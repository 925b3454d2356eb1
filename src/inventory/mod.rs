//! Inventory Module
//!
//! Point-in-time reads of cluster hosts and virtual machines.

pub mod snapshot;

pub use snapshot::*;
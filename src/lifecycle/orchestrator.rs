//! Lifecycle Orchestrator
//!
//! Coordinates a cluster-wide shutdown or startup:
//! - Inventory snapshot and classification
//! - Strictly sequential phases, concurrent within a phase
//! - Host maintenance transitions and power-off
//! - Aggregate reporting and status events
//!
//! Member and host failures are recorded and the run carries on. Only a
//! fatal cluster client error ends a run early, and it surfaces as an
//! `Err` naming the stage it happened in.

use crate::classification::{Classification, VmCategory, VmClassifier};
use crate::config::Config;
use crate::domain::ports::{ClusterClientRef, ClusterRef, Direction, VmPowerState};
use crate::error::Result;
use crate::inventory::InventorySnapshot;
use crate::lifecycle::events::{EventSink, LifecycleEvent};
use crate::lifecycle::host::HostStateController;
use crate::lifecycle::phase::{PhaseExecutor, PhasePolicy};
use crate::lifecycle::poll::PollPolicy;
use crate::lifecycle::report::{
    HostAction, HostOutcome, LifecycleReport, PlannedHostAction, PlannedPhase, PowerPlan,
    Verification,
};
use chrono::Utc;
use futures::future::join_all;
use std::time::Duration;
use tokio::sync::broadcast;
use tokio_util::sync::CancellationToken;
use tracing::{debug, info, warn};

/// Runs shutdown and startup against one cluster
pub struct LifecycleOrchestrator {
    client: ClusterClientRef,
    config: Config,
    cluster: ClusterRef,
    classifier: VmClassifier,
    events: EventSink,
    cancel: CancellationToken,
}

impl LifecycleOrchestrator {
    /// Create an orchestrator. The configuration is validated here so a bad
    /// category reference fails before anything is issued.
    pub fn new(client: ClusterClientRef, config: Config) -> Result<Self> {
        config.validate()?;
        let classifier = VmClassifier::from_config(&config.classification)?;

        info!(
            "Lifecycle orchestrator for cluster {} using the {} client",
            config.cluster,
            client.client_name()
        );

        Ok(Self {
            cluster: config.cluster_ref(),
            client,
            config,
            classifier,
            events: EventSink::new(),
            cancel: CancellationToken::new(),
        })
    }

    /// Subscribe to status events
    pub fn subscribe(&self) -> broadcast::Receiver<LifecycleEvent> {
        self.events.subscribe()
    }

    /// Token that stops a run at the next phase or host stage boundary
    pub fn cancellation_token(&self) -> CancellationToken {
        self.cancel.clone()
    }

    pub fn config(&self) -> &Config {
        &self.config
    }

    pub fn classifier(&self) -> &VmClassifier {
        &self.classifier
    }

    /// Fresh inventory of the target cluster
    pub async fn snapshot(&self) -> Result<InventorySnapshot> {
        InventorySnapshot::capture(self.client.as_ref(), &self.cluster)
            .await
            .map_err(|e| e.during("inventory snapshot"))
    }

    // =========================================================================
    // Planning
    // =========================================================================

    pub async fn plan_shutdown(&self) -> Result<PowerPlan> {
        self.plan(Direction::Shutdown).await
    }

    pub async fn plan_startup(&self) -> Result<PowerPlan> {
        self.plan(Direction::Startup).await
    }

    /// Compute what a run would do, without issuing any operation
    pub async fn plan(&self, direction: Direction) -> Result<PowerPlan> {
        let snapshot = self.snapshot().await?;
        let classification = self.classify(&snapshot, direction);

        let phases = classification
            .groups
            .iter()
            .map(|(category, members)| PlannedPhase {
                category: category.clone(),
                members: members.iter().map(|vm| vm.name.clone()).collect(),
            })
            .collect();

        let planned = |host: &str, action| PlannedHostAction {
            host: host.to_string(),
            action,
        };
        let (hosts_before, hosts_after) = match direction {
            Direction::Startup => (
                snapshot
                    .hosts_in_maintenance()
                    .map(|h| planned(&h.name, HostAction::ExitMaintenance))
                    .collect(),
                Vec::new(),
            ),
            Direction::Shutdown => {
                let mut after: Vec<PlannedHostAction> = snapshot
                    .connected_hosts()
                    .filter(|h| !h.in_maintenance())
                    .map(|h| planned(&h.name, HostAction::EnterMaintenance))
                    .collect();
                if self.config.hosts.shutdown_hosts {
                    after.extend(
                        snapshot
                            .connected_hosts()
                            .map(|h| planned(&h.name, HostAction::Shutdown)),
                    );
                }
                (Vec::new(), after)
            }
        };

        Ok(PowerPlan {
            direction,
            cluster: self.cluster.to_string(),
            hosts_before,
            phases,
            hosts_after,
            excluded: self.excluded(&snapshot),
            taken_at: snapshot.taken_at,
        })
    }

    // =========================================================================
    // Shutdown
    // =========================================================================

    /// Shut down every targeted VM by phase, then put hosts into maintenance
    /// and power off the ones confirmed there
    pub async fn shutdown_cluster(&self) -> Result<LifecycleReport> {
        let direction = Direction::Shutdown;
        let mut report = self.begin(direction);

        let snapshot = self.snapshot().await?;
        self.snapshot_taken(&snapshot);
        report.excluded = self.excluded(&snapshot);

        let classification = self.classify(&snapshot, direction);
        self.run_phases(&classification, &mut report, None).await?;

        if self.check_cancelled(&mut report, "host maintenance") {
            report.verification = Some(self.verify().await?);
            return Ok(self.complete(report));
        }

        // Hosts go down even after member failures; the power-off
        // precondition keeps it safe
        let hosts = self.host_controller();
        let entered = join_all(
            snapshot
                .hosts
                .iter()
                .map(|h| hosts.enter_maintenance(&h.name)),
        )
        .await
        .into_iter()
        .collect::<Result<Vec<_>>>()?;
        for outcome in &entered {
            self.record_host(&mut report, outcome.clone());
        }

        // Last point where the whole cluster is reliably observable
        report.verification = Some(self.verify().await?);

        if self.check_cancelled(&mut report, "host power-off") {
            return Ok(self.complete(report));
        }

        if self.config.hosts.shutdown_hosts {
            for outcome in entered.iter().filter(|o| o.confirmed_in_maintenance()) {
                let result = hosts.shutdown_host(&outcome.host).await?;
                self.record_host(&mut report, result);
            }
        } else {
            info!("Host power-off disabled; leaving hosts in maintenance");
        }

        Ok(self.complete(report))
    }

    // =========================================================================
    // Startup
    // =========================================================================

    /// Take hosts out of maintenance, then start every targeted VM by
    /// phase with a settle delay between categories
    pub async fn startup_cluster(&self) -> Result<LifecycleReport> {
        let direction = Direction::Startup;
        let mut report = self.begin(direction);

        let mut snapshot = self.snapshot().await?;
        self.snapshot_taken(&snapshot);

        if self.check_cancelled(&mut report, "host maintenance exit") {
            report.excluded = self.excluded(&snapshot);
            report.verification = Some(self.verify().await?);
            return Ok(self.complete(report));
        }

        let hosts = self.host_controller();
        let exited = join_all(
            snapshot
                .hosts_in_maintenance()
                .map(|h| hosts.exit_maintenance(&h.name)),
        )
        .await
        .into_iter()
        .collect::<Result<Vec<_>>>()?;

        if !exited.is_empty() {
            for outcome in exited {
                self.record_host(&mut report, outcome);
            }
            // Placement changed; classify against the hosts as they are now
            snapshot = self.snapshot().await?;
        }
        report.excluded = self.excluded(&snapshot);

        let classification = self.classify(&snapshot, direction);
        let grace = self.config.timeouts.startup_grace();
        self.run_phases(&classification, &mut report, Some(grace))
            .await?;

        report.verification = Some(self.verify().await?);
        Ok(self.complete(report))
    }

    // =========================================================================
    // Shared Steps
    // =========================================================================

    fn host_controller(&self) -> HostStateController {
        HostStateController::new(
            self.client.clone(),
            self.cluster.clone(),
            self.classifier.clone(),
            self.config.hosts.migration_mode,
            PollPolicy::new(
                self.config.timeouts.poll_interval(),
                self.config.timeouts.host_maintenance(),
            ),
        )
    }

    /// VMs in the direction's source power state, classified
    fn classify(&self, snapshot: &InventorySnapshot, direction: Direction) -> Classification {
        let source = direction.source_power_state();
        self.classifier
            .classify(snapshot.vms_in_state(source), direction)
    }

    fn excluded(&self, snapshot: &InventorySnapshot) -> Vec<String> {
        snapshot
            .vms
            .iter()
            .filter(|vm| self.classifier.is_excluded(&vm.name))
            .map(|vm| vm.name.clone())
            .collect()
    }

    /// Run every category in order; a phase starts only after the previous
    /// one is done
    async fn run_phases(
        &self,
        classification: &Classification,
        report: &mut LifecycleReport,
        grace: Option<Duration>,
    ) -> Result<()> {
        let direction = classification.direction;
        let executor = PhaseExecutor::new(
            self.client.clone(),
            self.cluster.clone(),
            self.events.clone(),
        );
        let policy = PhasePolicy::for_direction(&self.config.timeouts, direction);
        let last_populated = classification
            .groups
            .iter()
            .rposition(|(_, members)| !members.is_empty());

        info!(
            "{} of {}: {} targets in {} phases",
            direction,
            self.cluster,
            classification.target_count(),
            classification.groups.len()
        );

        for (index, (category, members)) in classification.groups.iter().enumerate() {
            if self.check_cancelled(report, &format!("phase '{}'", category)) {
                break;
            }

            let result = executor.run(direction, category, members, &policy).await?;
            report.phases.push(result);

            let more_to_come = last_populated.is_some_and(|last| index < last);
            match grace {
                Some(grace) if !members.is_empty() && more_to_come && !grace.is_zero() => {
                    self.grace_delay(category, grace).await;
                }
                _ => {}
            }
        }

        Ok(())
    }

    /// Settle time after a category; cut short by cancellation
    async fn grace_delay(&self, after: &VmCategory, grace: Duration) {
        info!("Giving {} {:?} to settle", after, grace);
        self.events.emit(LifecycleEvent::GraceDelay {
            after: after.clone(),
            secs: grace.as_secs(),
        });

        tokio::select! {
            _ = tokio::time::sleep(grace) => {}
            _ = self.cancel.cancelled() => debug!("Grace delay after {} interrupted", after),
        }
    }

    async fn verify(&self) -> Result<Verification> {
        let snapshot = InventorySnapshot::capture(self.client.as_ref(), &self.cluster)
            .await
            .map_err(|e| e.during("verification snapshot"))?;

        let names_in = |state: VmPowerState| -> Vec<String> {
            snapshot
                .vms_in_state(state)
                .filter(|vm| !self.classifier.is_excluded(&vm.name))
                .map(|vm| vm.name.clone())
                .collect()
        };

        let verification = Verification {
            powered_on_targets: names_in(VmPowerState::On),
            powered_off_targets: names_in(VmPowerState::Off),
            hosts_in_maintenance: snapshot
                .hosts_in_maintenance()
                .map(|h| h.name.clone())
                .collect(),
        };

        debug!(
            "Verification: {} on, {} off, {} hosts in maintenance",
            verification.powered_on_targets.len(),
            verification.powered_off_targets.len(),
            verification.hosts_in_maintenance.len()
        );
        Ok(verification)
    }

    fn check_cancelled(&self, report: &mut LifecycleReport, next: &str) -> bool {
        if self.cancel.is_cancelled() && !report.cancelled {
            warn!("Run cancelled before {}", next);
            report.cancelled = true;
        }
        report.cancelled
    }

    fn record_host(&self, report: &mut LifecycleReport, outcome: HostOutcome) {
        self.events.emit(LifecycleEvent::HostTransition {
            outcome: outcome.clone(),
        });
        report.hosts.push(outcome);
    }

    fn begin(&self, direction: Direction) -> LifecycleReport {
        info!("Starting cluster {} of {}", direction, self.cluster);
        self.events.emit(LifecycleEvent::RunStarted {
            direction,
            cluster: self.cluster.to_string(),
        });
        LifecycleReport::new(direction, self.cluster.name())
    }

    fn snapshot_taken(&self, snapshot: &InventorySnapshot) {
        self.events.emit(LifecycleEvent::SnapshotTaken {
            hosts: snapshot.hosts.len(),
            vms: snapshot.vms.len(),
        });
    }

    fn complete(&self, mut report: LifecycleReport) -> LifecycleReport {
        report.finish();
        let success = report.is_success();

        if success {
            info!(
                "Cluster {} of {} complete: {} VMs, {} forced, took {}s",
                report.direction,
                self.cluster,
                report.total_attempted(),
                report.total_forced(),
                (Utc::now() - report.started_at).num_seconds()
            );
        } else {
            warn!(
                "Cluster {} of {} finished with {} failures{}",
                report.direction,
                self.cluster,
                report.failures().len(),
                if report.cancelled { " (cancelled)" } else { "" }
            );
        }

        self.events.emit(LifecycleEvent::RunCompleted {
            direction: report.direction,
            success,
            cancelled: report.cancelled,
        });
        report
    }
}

EXERCISE:
Give the number of lines in the records that hold the word "crate", with no other words.

PROBLEM SOLUTION:
10